** DATA PROVIDED follows **

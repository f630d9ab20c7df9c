//! Charged versus calculated bill.

use rust_decimal::Decimal;
use serde::{Deserialize, Serialize};

use crate::bill::WaterBillResult;
use crate::classify::percent_of;

/// How the charged amount and consumption compare with the calculation.
#[derive(Debug, Clone, Copy, PartialEq, Eq, Serialize, Deserialize)]
pub struct BillComparison {
    /// `charged - calculated total`; positive means overcharged.
    pub difference_absolute: Decimal,
    /// Difference relative to the calculated total, zero when the total is not positive.
    pub difference_percent: Decimal,
    /// Normalized consumption above the baseline, `None` without a baseline.
    pub volume_anomaly: Option<Decimal>,
}

/// Compare a charged amount with a calculated bill.
#[must_use]
pub fn compare_bill(
    charged_value: Decimal,
    bill: &WaterBillResult,
    normalized_consumption: Decimal,
    historical_average: Decimal,
) -> BillComparison {
    let difference_absolute = charged_value.saturating_sub(bill.total);
    let difference_percent = if bill.total > Decimal::ZERO {
        percent_of(difference_absolute, bill.total)
    } else {
        Decimal::ZERO
    };
    let volume_anomaly = (historical_average > Decimal::ZERO)
        .then(|| normalized_consumption.saturating_sub(historical_average));

    BillComparison {
        difference_absolute,
        difference_percent,
        volume_anomaly,
    }
}

#[cfg(test)]
mod tests {
    use super::*;
    use crate::bill::calculate_water_bill;
    use rust_decimal_macros::dec;

    #[test]
    fn test_overcharged() {
        let bill = calculate_water_bill(dec!(10), false, dec!(25.90)); // 24.10 + 25.90
        assert_eq!(bill.total, dec!(50));
        let cmp = compare_bill(dec!(60), &bill, dec!(10), dec!(8));
        assert_eq!(cmp.difference_absolute, dec!(10));
        assert_eq!(cmp.difference_percent, dec!(20));
        assert_eq!(cmp.volume_anomaly, Some(dec!(2)));
    }

    #[test]
    fn test_saturated_bill_does_not_overflow() {
        let bill = calculate_water_bill(Decimal::MAX, true, dec!(25));
        let cmp = compare_bill(Decimal::MIN, &bill, Decimal::MAX, dec!(1));
        assert_eq!(cmp.difference_absolute, Decimal::MIN);
        assert_eq!(cmp.difference_percent, dec!(-100));
        assert_eq!(cmp.volume_anomaly, Some(Decimal::MAX - dec!(1)));
    }

    #[test]
    fn test_no_baseline_no_anomaly() {
        let bill = calculate_water_bill(dec!(10), false, dec!(0));
        let cmp = compare_bill(dec!(20), &bill, dec!(10), Decimal::ZERO);
        assert_eq!(cmp.volume_anomaly, None);
    }

    #[test]
    fn test_zero_total_percent_guarded() {
        let bill = calculate_water_bill(Decimal::ZERO, false, Decimal::ZERO);
        let cmp = compare_bill(dec!(15), &bill, Decimal::ZERO, dec!(10));
        assert_eq!(cmp.difference_absolute, dec!(15));
        assert_eq!(cmp.difference_percent, Decimal::ZERO);
        assert_eq!(cmp.volume_anomaly, Some(dec!(-10)));
    }
}
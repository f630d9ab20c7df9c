//! End-to-end analysis of a residence record.
//!
//! Runs the readiness check, then cycle normalization, the historical
//! baseline, classification, billing, comparison and diagnosis. Nothing is
//! cached between calls.

use rust_decimal::Decimal;
use serde::Serialize;
use tracing::debug;

use crate::bill::{calculate_water_bill, WaterBillResult};
use crate::classify::{classify_consumption, ConsumptionClassification};
use crate::comparison::{compare_bill, BillComparison};
use crate::cycle::CycleData;
use crate::diagnosis::{generate_diagnosis, DiagnosisItem};
use crate::history::{calculate_historical_average, HistoricalAverage, HistoricalEntry};
use crate::residence::{ReadinessError, ResidenceData};

/// Knobs for [`analyze`].
#[derive(Debug, Clone, Copy, PartialEq, Eq)]
pub struct AnalysisOptions {
    /// Drop January entries from the baseline.
    pub exclude_january: bool,
}

impl Default for AnalysisOptions {
    fn default() -> Self {
        Self {
            exclude_january: true,
        }
    }
}

/// Everything derived from one residence record and its history.
#[derive(Debug, Clone, PartialEq, Eq, Serialize)]
pub struct Analysis {
    /// The analysed record.
    pub residence: ResidenceData,
    /// Cycle figures.
    pub cycle: CycleData,
    /// Bill for the normalized consumption.
    pub bill: WaterBillResult,
    /// Historical baseline.
    pub historical_average: HistoricalAverage,
    /// Classification against the baseline, `None` without one.
    pub classification: Option<ConsumptionClassification>,
    /// Charged versus calculated.
    pub comparison: BillComparison,
    /// Ordered findings.
    pub diagnosis: Vec<DiagnosisItem>,
    /// The history the baseline was computed from.
    pub historical_entries: Vec<HistoricalEntry>,
    /// Whether January entries were left out of the baseline.
    pub exclude_january: bool,
}

impl Analysis {
    /// The monthly average, `None` without a baseline.
    #[must_use]
    pub fn baseline(&self) -> Option<Decimal> {
        (self.historical_average.monthly_average > Decimal::ZERO)
            .then_some(self.historical_average.monthly_average)
    }
}

/// Analyse a residence record against its history.
///
/// Fails only when the record is not ready; every computation after the
/// readiness check is infallible.
pub fn analyze(
    residence: &ResidenceData,
    history: &[HistoricalEntry],
    options: &AnalysisOptions,
) -> Result<Analysis, ReadinessError> {
    let readings = residence.check_ready()?;

    let cycle = readings.cycle_data();
    debug!(
        cycle_days = cycle.cycle_days,
        consumption = %cycle.consumption,
        normalized = %cycle.normalized_consumption,
        "normalized billing cycle"
    );

    let historical_average = calculate_historical_average(history, options.exclude_january);
    debug!(
        entries = history.len(),
        valid = historical_average.valid_entry_count,
        monthly_average = %historical_average.monthly_average,
        "computed historical baseline"
    );

    let average = historical_average.monthly_average;
    let classification = (average > Decimal::ZERO)
        .then(|| classify_consumption(cycle.normalized_consumption, average));

    let bill = calculate_water_bill(
        cycle.normalized_consumption,
        residence.include_sewer,
        residence.fixed_fee,
    );
    debug!(total = %bill.total, bands = bill.breakdown.len(), "calculated bill");

    let comparison = compare_bill(
        residence.charged_value,
        &bill,
        cycle.normalized_consumption,
        average,
    );
    let diagnosis = generate_diagnosis(
        cycle.cycle_days,
        cycle.normalized_consumption,
        average,
        residence.charged_value,
        bill.total,
    );

    Ok(Analysis {
        residence: residence.clone(),
        cycle,
        bill,
        historical_average,
        classification,
        comparison,
        diagnosis,
        historical_entries: history.to_vec(),
        exclude_january: options.exclude_january,
    })
}
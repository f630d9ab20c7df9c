//! aquabill-community - Compare charged and calculated bills across a neighbourhood.

fn main() -> std::process::ExitCode {
    aquabill::cmd::community::main()
}
//! The residence record filled in by the caller, and its readiness check.
//!
//! The calculation functions never validate their inputs. Callers decide
//! whether derived figures are meaningful by calling
//! [`ResidenceData::check_ready`] first.

use chrono::NaiveDate;
use rust_decimal::Decimal;
use serde::{Deserialize, Serialize};
use thiserror::Error;

use crate::cycle::CycleData;

/// Reasons a residence record cannot be analysed yet.
#[derive(Debug, Clone, PartialEq, Eq, Error)]
pub enum ReadinessError {
    /// The previous reading date has not been filled in.
    #[error("previous reading date is missing")]
    MissingPreviousDate,

    /// The current reading date has not been filled in.
    #[error("current reading date is missing")]
    MissingCurrentDate,

    /// The current reading is not after the previous one.
    #[error("current reading date {current} is not after previous reading date {previous}")]
    DatesOutOfOrder {
        /// Previous reading date.
        previous: NaiveDate,
        /// Current reading date.
        current: NaiveDate,
    },

    /// The meter did not advance between readings.
    #[error("current reading {current} is not greater than previous reading {previous}")]
    ReadingsOutOfOrder {
        /// Previous meter reading.
        previous: Decimal,
        /// Current meter reading.
        current: Decimal,
    },
}

/// Account and meter data for one analysis.
#[derive(Debug, Clone, PartialEq, Eq, Serialize, Deserialize)]
#[serde(default)]
pub struct ResidenceData {
    /// Account holder name.
    pub user_name: String,
    /// Utility account identifier, opaque to the calculations.
    pub account_id: String,
    /// Date of the previous meter reading.
    pub previous_reading_date: Option<NaiveDate>,
    /// Date of the current meter reading.
    pub current_reading_date: Option<NaiveDate>,
    /// Previous meter reading, in m³.
    pub previous_reading: Decimal,
    /// Current meter reading, in m³.
    pub current_reading: Decimal,
    /// Amount the utility charged.
    pub charged_value: Decimal,
    /// Fixed service fee.
    pub fixed_fee: Decimal,
    /// Whether sewer is billed on top of water.
    pub include_sewer: bool,
}

impl Default for ResidenceData {
    fn default() -> Self {
        Self {
            user_name: String::new(),
            account_id: String::new(),
            previous_reading_date: None,
            current_reading_date: None,
            previous_reading: Decimal::ZERO,
            current_reading: Decimal::ZERO,
            charged_value: Decimal::ZERO,
            fixed_fee: Decimal::new(25, 0),
            include_sewer: true,
        }
    }
}

/// Dates and readings of a residence record that passed the readiness check.
#[derive(Debug, Clone, Copy, PartialEq, Eq)]
pub struct ReadyReadings {
    /// Date of the previous meter reading.
    pub previous_date: NaiveDate,
    /// Date of the current meter reading.
    pub current_date: NaiveDate,
    /// Previous meter reading.
    pub previous_reading: Decimal,
    /// Current meter reading.
    pub current_reading: Decimal,
}

impl ReadyReadings {
    /// Cycle figures for these readings.
    #[must_use]
    pub fn cycle_data(&self) -> CycleData {
        CycleData::from_dates(
            self.previous_date,
            self.current_date,
            self.previous_reading,
            self.current_reading,
        )
    }
}

impl ResidenceData {
    /// Check that both dates are present and ordered and the meter advanced.
    pub fn check_ready(&self) -> Result<ReadyReadings, ReadinessError> {
        let previous_date = self
            .previous_reading_date
            .ok_or(ReadinessError::MissingPreviousDate)?;
        let current_date = self
            .current_reading_date
            .ok_or(ReadinessError::MissingCurrentDate)?;

        if current_date <= previous_date {
            return Err(ReadinessError::DatesOutOfOrder {
                previous: previous_date,
                current: current_date,
            });
        }
        if self.current_reading <= self.previous_reading {
            return Err(ReadinessError::ReadingsOutOfOrder {
                previous: self.previous_reading,
                current: self.current_reading,
            });
        }

        Ok(ReadyReadings {
            previous_date,
            current_date,
            previous_reading: self.previous_reading,
            current_reading: self.current_reading,
        })
    }

    /// Whether [`check_ready`](Self::check_ready) would succeed.
    #[must_use]
    pub fn is_ready(&self) -> bool {
        self.check_ready().is_ok()
    }
}

#[cfg(test)]
mod tests {
    use super::*;
    use rust_decimal_macros::dec;

    fn date(year: i32, month: u32, day: u32) -> NaiveDate {
        NaiveDate::from_ymd_opt(year, month, day).unwrap()
    }

    fn filled() -> ResidenceData {
        ResidenceData {
            user_name: "Maria".to_string(),
            account_id: "123456-7".to_string(),
            previous_reading_date: Some(date(2024, 3, 1)),
            current_reading_date: Some(date(2024, 3, 31)),
            previous_reading: dec!(100),
            current_reading: dec!(130),
            charged_value: dec!(350),
            ..ResidenceData::default()
        }
    }

    #[test]
    fn test_default_matches_blank_form() {
        let data = ResidenceData::default();
        assert_eq!(data.fixed_fee, dec!(25));
        assert!(data.include_sewer);
        assert_eq!(data.previous_reading_date, None);
        assert!(!data.is_ready());
    }

    #[test]
    fn test_ready() {
        let ready = filled().check_ready().unwrap();
        assert_eq!(ready.previous_reading, dec!(100));
        let cycle = ready.cycle_data();
        assert_eq!(cycle.cycle_days, 30);
        assert_eq!(cycle.consumption, dec!(30));
    }

    #[test]
    fn test_missing_dates() {
        let mut data = filled();
        data.current_reading_date = None;
        assert_eq!(data.check_ready(), Err(ReadinessError::MissingCurrentDate));
        data.previous_reading_date = None;
        assert_eq!(data.check_ready(), Err(ReadinessError::MissingPreviousDate));
    }

    #[test]
    fn test_dates_out_of_order() {
        let mut data = filled();
        data.current_reading_date = Some(date(2024, 3, 1));
        assert!(matches!(
            data.check_ready(),
            Err(ReadinessError::DatesOutOfOrder { .. })
        ));
    }

    #[test]
    fn test_meter_must_advance() {
        let mut data = filled();
        data.current_reading = dec!(100);
        let err = data.check_ready().unwrap_err();
        assert_eq!(
            err.to_string(),
            "current reading 100 is not greater than previous reading 100"
        );
    }

    #[test]
    fn test_deserialize_partial_form() {
        let data: ResidenceData = serde_json::from_str(
            r#"{"user_name": "João", "previous_reading_date": "2024-03-01", "previous_reading": "100.5"}"#,
        )
        .unwrap();
        assert_eq!(data.user_name, "João");
        assert_eq!(data.previous_reading_date, Some(date(2024, 3, 1)));
        assert_eq!(data.previous_reading, dec!(100.5));
        assert_eq!(data.fixed_fee, dec!(25));
        assert_eq!(data.current_reading_date, None);
    }
}
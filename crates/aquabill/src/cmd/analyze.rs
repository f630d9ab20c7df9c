//! aquabill-analyze - Analyse a water bill.
//!
//! # Usage
//!
//! ```bash
//! aquabill-analyze residence.json
//! aquabill-analyze residence.json --history history.csv --format json
//! aquabill-analyze residence.json --synthesis
//! ```
//!
//! The input file holds the residence record and optionally its history:
//!
//! ```json
//! {
//!   "residence": {
//!     "user_name": "Ana Souza",
//!     "account_id": "004512-3",
//!     "previous_reading_date": "2024-04-01",
//!     "current_reading_date": "2024-05-03",
//!     "previous_reading": "1520",
//!     "current_reading": "1551",
//!     "charged_value": "372.10",
//!     "fixed_fee": "25.00",
//!     "include_sewer": true
//!   },
//!   "history": [
//!     { "id": "1", "month_year": "03/2024", "consumption": "27", "cycle_days": 30 }
//!   ]
//! }
//! ```

use anyhow::{Context, Result};
use aquabill_core::{
    analyze, generate_synthesis, january_entries, Analysis, AnalysisOptions, HistoricalEntry,
    ReadinessError, ResidenceData,
};
use clap::Parser;
use serde::{Deserialize, Serialize};
use std::fs;
use std::io::{self, Write};
use std::path::{Path, PathBuf};
use std::process::ExitCode;
use tracing::{debug, info, warn};

use super::{init_logging, OutputFormat};
use crate::history_csv::{load_history_file, HistoryCsvConfig};
use crate::report;

/// Analyse a water bill against its reading cycle and history.
#[derive(Parser, Debug)]
#[command(name = "aquabill-analyze")]
#[command(author, version, about, long_about = None)]
pub struct Args {
    /// JSON file with the residence record and optional history
    #[arg(value_name = "INPUT")]
    pub input: PathBuf,

    /// CSV file with historical entries (month_year, consumption, cycle_days[, id])
    #[arg(long, value_name = "CSV")]
    pub history: Option<PathBuf>,

    /// Field delimiter of the history CSV
    #[arg(long, default_value_t = ',')]
    pub delimiter: char,

    /// The history CSV has no header row
    #[arg(long)]
    pub no_header: bool,

    /// Keep January entries in the historical baseline
    #[arg(long)]
    pub include_january: bool,

    /// Write the narrative report (added as `synthesis` in JSON output)
    #[arg(long)]
    pub synthesis: bool,

    /// Output format (text or json)
    #[arg(long, short = 'f', value_enum, default_value = "text")]
    pub format: OutputFormat,

    /// Show verbose output
    #[arg(short, long)]
    pub verbose: bool,
}

/// Contents of the input file.
#[derive(Debug, Deserialize)]
pub struct AnalysisInput {
    /// The residence record.
    pub residence: ResidenceData,
    /// Historical entries.
    #[serde(default)]
    pub history: Vec<HistoricalEntry>,
}

#[derive(Serialize)]
struct AnalysisOutput<'a> {
    #[serde(flatten)]
    analysis: &'a Analysis,
    #[serde(skip_serializing_if = "Option::is_none")]
    synthesis: Option<String>,
}

/// Read and parse an input file.
pub fn read_input(path: &Path) -> Result<AnalysisInput> {
    let content =
        fs::read_to_string(path).with_context(|| format!("failed to read {}", path.display()))?;
    serde_json::from_str(&content).with_context(|| format!("failed to parse {}", path.display()))
}

/// Main entry point for the analyze command.
pub fn main() -> ExitCode {
    let args = Args::parse();
    init_logging(args.verbose);

    match run(&args) {
        Ok(()) => ExitCode::SUCCESS,
        Err(e) => {
            eprintln!("error: {e:#}");
            if e.downcast_ref::<ReadinessError>().is_some() {
                ExitCode::from(1)
            } else {
                ExitCode::from(2)
            }
        }
    }
}

fn run(args: &Args) -> Result<()> {
    let mut stdout = io::stdout().lock();
    run_with_writer(args, &mut stdout)
}

/// Run the command, writing results to `writer`.
pub fn run_with_writer<W: Write>(args: &Args, writer: &mut W) -> Result<()> {
    debug!(input = %args.input.display(), "loading input");
    let input = read_input(&args.input)?;
    let mut history = input.history;

    if let Some(path) = &args.history {
        let config = HistoryCsvConfig {
            has_header: !args.no_header,
            delimiter: args.delimiter,
        };
        let import = load_history_file(path, &config)?;
        for warning in &import.warnings {
            eprintln!("warning: {}: {warning}", path.display());
        }
        info!(
            entries = import.entries.len(),
            skipped = import.warnings.len(),
            "loaded history"
        );
        history.extend(import.entries);
    }

    let options = AnalysisOptions {
        exclude_january: !args.include_january,
    };
    if options.exclude_january {
        let dropped = january_entries(&history);
        if dropped > 0 {
            warn!(dropped, "January entries excluded from the baseline");
        }
    }

    let analysis = analyze(&input.residence, &history, &options)?;

    let synthesis = args.synthesis.then(|| generate_synthesis(&analysis));

    match (args.format, synthesis) {
        (OutputFormat::Text, Some(text)) => write!(writer, "{text}")?,
        (OutputFormat::Text, None) => report::write_analysis(&analysis, writer)?,
        (OutputFormat::Json, synthesis) => {
            let output = AnalysisOutput {
                analysis: &analysis,
                synthesis,
            };
            serde_json::to_writer_pretty(&mut *writer, &output)?;
            writeln!(writer)?;
        }
    }

    Ok(())
}
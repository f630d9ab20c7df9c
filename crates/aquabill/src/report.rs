//! Plain-text rendering of analysis results, in Brazilian Portuguese.

use aquabill_core::{
    format_currency, format_number, Analysis, CommunityEntry, CommunityStats, Decimal, Severity,
    TariffBand, WaterBillResult,
};
use std::io::{self, Write};

const RULE_WIDTH: usize = 60;

fn heading<W: Write>(title: &str, writer: &mut W) -> io::Result<()> {
    writeln!(writer, "{title}")?;
    writeln!(writer, "{}", "=".repeat(RULE_WIDTH))
}

const fn severity_tag(severity: Severity) -> &'static str {
    match severity {
        Severity::Info => "INFO",
        Severity::Success => "OK",
        Severity::Warning => "ATENÇÃO",
        Severity::Danger => "ALERTA",
        Severity::Money => "CUSTO",
    }
}

fn signed_currency(value: Decimal) -> String {
    if value > Decimal::ZERO {
        format!("+{}", format_currency(value))
    } else {
        format_currency(value)
    }
}

/// Write the tariff bands.
pub fn write_tariff_table<W: Write>(bands: &[TariffBand], writer: &mut W) -> io::Result<()> {
    heading("Tabela tarifária", writer)?;
    for band in bands {
        writeln!(
            writer,
            "  {:<12} {:>14} /m³",
            band.label,
            format_currency(band.unit_price)
        )?;
    }
    Ok(())
}

/// Write a bill with its per-band breakdown.
pub fn write_bill<W: Write>(bill: &WaterBillResult, writer: &mut W) -> io::Result<()> {
    heading("Conta", writer)?;
    for item in &bill.breakdown {
        writeln!(
            writer,
            "  {:<12} {:>8} m³ x {:>10} = {:>14}",
            item.range_label,
            format_number(item.volume_in_band, 2),
            format_currency(item.unit_price),
            format_currency(item.subtotal)
        )?;
    }
    if !bill.breakdown.is_empty() {
        writeln!(writer)?;
    }
    writeln!(writer, "  {:<20} {:>14}", "Água", format_currency(bill.water_value))?;
    writeln!(writer, "  {:<20} {:>14}", "Esgoto", format_currency(bill.sewer_value))?;
    writeln!(writer, "  {:<20} {:>14}", "Taxa fixa", format_currency(bill.fixed_fee))?;
    writeln!(writer)?;
    writeln!(
        writer,
        "  {:<20} {:>14}",
        "Total sem Esgoto",
        format_currency(bill.total_without_sewer())
    )?;
    writeln!(
        writer,
        "  {:<20} {:>14}",
        "Total com Esgoto",
        format_currency(bill.total_with_sewer())
    )?;
    writeln!(writer, "  {:<20} {:>14}", "Valor técnico", format_currency(bill.total))?;
    Ok(())
}

/// Write a full analysis.
pub fn write_analysis<W: Write>(analysis: &Analysis, writer: &mut W) -> io::Result<()> {
    let residence = &analysis.residence;
    if !residence.user_name.is_empty() || !residence.account_id.is_empty() {
        writeln!(writer, "{} ({})", residence.user_name, residence.account_id)?;
        writeln!(writer)?;
    }

    let cycle = &analysis.cycle;
    heading("Ciclo", writer)?;
    writeln!(writer, "  {:<20} {:>14}", "Dias", cycle.cycle_days)?;
    writeln!(
        writer,
        "  {:<20} {:>11} m³",
        "Consumo",
        format_number(cycle.consumption, 2)
    )?;
    writeln!(
        writer,
        "  {:<20} {:>11} m³",
        "Por dia",
        format_number(cycle.daily_consumption, 3)
    )?;
    writeln!(
        writer,
        "  {:<20} {:>11} m³",
        "Normalizado (30 d)",
        format_number(cycle.normalized_consumption, 2)
    )?;
    writeln!(writer)?;

    heading("Histórico", writer)?;
    let average = &analysis.historical_average;
    if average.has_baseline() {
        writeln!(
            writer,
            "  {:<20} {:>11} m³",
            "Média mensal",
            format_number(average.monthly_average, 2)
        )?;
        writeln!(writer, "  {:<20} {:>14}", "Meses usados", average.valid_entry_count)?;
    } else {
        writeln!(writer, "  sem histórico de referência")?;
    }
    if let Some(classified) = &analysis.classification {
        writeln!(
            writer,
            "  {:<20} {:>14}",
            "Classificação",
            classified.classification.localized_label()
        )?;
        writeln!(
            writer,
            "  {:<20} {:>13}%",
            "Desvio",
            format_number(classified.deviation_percent, 1)
        )?;
    }
    writeln!(writer)?;

    write_bill(&analysis.bill, writer)?;
    writeln!(writer)?;

    let comparison = &analysis.comparison;
    heading("Comparação", writer)?;
    writeln!(
        writer,
        "  {:<20} {:>14}",
        "Cobrado",
        format_currency(residence.charged_value)
    )?;
    writeln!(
        writer,
        "  {:<20} {:>14}",
        "Diferença",
        signed_currency(comparison.difference_absolute)
    )?;
    writeln!(
        writer,
        "  {:<20} {:>13}%",
        "Diferença",
        format_number(comparison.difference_percent, 1)
    )?;
    if let Some(anomaly) = comparison.volume_anomaly {
        writeln!(
            writer,
            "  {:<20} {:>11} m³",
            "Volume excedente",
            format_number(anomaly, 1)
        )?;
    }
    writeln!(writer)?;

    heading("Diagnóstico", writer)?;
    for item in &analysis.diagnosis {
        writeln!(writer, "  [{}] {}", severity_tag(item.severity), item.message)?;
    }

    Ok(())
}

/// Write a neighbourhood comparison.
pub fn write_community<W: Write>(
    entries: &[CommunityEntry],
    stats: Option<&CommunityStats>,
    writer: &mut W,
) -> io::Result<()> {
    heading("Comunidade", writer)?;
    let Some(stats) = stats else {
        writeln!(writer, "  nenhuma residência cadastrada")?;
        return Ok(());
    };

    for entry in entries {
        writeln!(
            writer,
            "  {:<20} {:>8} m³ {:>14} {:>14} {:>15}",
            entry.name,
            format_number(entry.consumption, 1),
            format_currency(entry.charged_value),
            format_currency(entry.technical_value),
            signed_currency(entry.difference())
        )?;
    }
    writeln!(writer)?;

    writeln!(writer, "  {:<24} {:>14}", "Residências", stats.total_residences)?;
    writeln!(
        writer,
        "  {:<24} {:>11} m³",
        "Consumo médio",
        format_number(stats.average_consumption, 1)
    )?;
    writeln!(
        writer,
        "  {:<24} {:>14}",
        "Valor cobrado médio",
        format_currency(stats.average_charged_value)
    )?;
    writeln!(
        writer,
        "  {:<24} {:>14}",
        "Valor técnico médio",
        format_currency(stats.average_technical_value)
    )?;
    writeln!(
        writer,
        "  {:<24} {:>14}",
        "Diferença total",
        signed_currency(stats.total_difference)
    )?;
    writeln!(
        writer,
        "  {:<24} {:>14}",
        "Diferença média",
        signed_currency(stats.average_difference)
    )?;
    let sign = if stats.average_distortion_percent > Decimal::ZERO {
        "+"
    } else {
        ""
    };
    writeln!(
        writer,
        "  {:<24} {:>13}%",
        "Distorção tarifária média",
        format!("{sign}{}", format_number(stats.average_distortion_percent, 1))
    )?;
    Ok(())
}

** End of DATA PROVIDED **

TASK STATEMENT -> I'd like an exact copy of the lines above, from the very first one through the line that contains "pub struct BillComparison", with nothing else added.

WRITTEN REPLY ->
repository f630d9ab20c7df9c
//! Charged versus calculated bill.

use rust_decimal::Decimal;
use serde::{Deserialize, Serialize};

use crate::bill::WaterBillResult;
use crate::classify::percent_of;

/// How the charged amount and consumption compare with the calculation.
#[derive(Debug, Clone, Copy, PartialEq, Eq, Serialize, Deserialize)]
pub struct BillComparison {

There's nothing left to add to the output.